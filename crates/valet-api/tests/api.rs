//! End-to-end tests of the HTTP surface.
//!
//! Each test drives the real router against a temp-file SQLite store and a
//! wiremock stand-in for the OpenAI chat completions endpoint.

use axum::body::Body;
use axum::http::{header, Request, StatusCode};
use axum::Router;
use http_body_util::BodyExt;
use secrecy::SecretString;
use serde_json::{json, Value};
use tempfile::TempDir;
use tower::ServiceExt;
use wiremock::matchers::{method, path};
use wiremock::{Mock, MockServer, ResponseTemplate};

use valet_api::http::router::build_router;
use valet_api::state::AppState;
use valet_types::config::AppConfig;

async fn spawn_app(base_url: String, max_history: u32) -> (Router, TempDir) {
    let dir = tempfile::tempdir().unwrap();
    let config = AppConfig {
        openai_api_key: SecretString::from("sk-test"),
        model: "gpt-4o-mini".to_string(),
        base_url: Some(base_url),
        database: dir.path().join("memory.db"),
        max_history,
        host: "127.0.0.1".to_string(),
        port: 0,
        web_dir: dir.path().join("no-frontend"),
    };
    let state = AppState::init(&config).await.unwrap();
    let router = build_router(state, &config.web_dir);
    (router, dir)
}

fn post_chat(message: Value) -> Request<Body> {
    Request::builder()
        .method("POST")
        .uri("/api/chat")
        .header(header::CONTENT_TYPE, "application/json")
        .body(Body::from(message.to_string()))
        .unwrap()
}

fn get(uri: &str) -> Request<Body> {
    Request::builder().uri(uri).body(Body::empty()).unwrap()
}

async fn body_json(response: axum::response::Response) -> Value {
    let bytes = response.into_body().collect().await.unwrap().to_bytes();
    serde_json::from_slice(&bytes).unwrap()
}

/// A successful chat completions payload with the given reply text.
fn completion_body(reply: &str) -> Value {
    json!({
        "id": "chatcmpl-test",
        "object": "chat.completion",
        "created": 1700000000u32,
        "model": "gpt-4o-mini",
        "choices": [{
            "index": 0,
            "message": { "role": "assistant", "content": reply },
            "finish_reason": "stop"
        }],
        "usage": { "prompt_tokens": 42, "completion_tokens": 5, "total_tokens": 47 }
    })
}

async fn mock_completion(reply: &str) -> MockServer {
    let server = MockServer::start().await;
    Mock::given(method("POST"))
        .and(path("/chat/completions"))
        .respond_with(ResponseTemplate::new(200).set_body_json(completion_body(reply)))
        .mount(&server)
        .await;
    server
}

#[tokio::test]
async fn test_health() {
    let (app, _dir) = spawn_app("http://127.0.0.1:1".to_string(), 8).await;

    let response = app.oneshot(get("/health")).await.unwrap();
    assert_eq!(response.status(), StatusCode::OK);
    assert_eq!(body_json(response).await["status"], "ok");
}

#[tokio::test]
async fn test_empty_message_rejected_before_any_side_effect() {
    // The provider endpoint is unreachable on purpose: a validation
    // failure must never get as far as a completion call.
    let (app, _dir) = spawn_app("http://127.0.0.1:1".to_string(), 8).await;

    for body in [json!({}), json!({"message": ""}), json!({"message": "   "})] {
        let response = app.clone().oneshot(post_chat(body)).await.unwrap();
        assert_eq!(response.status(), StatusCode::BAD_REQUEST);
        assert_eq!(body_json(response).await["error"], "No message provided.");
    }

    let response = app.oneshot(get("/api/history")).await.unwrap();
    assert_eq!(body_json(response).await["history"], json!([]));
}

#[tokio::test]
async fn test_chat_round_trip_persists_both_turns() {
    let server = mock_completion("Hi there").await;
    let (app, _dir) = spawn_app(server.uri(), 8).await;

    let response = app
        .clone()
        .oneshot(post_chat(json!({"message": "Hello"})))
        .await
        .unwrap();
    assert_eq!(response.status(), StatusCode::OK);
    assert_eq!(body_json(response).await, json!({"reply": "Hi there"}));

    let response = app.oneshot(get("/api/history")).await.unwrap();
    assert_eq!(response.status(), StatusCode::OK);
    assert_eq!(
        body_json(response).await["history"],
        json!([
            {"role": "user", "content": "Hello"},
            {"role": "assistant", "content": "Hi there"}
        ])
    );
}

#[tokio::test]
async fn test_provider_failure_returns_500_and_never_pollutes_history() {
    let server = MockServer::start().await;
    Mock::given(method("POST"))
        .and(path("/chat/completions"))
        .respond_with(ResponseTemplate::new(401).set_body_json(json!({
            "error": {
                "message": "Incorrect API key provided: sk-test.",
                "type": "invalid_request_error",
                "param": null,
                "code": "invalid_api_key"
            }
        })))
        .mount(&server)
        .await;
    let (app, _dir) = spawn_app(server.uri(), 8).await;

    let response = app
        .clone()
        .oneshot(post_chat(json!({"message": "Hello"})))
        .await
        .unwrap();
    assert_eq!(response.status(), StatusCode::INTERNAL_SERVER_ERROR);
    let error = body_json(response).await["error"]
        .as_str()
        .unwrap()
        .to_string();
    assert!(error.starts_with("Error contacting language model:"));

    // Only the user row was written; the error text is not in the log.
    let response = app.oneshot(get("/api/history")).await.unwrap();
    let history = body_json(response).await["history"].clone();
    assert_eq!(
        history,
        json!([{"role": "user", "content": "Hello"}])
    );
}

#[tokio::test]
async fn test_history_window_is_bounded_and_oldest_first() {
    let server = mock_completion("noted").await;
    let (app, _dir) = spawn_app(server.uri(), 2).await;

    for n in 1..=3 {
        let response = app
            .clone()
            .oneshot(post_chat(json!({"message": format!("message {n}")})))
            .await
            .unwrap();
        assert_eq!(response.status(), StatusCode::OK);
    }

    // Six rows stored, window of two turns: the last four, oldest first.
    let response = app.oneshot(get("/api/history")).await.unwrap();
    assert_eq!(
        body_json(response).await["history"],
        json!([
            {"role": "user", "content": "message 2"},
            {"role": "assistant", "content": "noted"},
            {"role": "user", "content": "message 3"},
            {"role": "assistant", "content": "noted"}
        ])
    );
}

Goal of the exercise - The response should hold exactly the lines starting at the line with "given reply text." and ending at the line with "async fn test_health()", and no other line of the material above.

Exercise result -
/// A successful chat completions payload with the given reply text.
fn completion_body(reply: &str) -> Value {
    json!({
        "id": "chatcmpl-test",
        "object": "chat.completion",
        "created": 1700000000u32,
        "model": "gpt-4o-mini",
        "choices": [{
            "index": 0,
            "message": { "role": "assistant", "content": reply },
            "finish_reason": "stop"
        }],
        "usage": { "prompt_tokens": 42, "completion_tokens": 5, "total_tokens": 47 }
    })
}

async fn mock_completion(reply: &str) -> MockServer {
    let server = MockServer::start().await;
    Mock::given(method("POST"))
        .and(path("/chat/completions"))
        .respond_with(ResponseTemplate::new(200).set_body_json(completion_body(reply)))
        .mount(&server)
        .await;
    server
}

#[tokio::test]
async fn test_health() {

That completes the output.